In 2016, manufacturing saw a contraction of 4.32% YoY, worse than the fall of 1.46% recorded in 2015. This came about largely as a consequence of the wider economic issues facing the country, with the falling exchange rate and rising energy costs the two primary factors. Due to the nation’s worsening fiscal position, the naira fell significantly against the dollar, and the Central Bank enforced a rationing system designed to maintain an official exchange rate that continued to separate from the black market system. As part of the Central Bank of Nigeria’s efforts to preserve dwindling foreign reserves, it put forth a list of 41 items that cannot be obtained through payments in foreign currencies. This list, which includes cement, steel sheets, textiles, and steel drums, hit the industrial sector particularly hard; while designed to increase local production, in effect it dramatically lessened the ability of industrial producers to obtain the needed materials from foreign markets.

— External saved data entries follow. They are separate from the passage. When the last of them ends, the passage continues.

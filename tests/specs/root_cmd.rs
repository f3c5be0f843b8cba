// SPDX-License-Identifier: MIT
// Copyright (c) 2026 Alfred Jean LLC

//! Behavioral specs for the `globfilter root` command.

#![allow(clippy::unwrap_used, clippy::expect_used, clippy::panic)]

use crate::prelude::*;

/// One root per pattern, `.` when the pattern has no static root.
#[test]
fn prints_root_per_pattern() {
    globfilter_cmd()
        .args(["root", "data/foo.json", "a/b/**/foo.json"])
        .args(["dat?a/foo.json", "a/b[a-c]/foo.json"])
        .assert()
        .success()
        .stdout("data\na/b\n.\na\n");
}

/// `--output json` includes the pattern parts without bare wildcards.
#[test]
fn json_output_lists_parts() {
    let output = globfilter_cmd()
        .args(["root", "--output", "json", "a/*/c/foo.md"])
        .output()
        .expect("command should run");
    assert!(output.status.success());

    let json: serde_json::Value = serde_json::from_slice(&output.stdout).unwrap();
    assert_eq!(
        json,
        serde_json::json!([{
            "pattern": "a/*/c/foo.md",
            "root": "a",
            "parts": ["a", "c", "foo.md"],
        }])
    );
}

Yet, despite all the challenges facing the sector, 2017 has brought signs of positive change. The Manufacturing Purchasing Managers’ Index (PMI), a metric that gauges the economic health of the manufacturing sector, increased seven consecutive months into October 2017. In late 2016, the index hit a low of 42 points, and industry leaders estimated that industrial output was at about 20% of capacity. By October 2017, however, PMI was at 55, and CBN data indicated that 11 of 16 sub-sectors had shown monthly growth, with the sector as a whole bolstered by growth in employment and more purchasing of raw materials. Purchasing, in particular, was bolstered by new government policies that increased industrial access to foreign materials. In a sign of shifting international attitudes toward the sector, several new projects reached approval in mid-2017. Conglomerate Dangote Group reached an MoU with the Niger state government to construct a USD450-million sugar production center that is projected to generate more than 15,000 jobs.
A major factor in the shifting fortunes of the industry was the Central Bank’s introduction of a new “investor and exporter window” in April 2017 that has allowed businesses to bid for dollars, and the window has seen more than USD1 billion exchanged per week. This has significantly increased access to the capital needed for manufacturing. Government figures indicated that export of manufactured goods rose from NGN76.76 billion in the first half of 2016 to NGN179.79 billion in the same timeframe in 2017. While Nigeria still posted a trade deficit of NGN4.59 trillion over that timeframe, the overall move toward economic growth—the National Bureau of Statistics reported that the nation had come out of the recession in September 2017—is a promising sign for an industrial sector that is crucial to the nation’s hopes for a more prosperous and stable economy.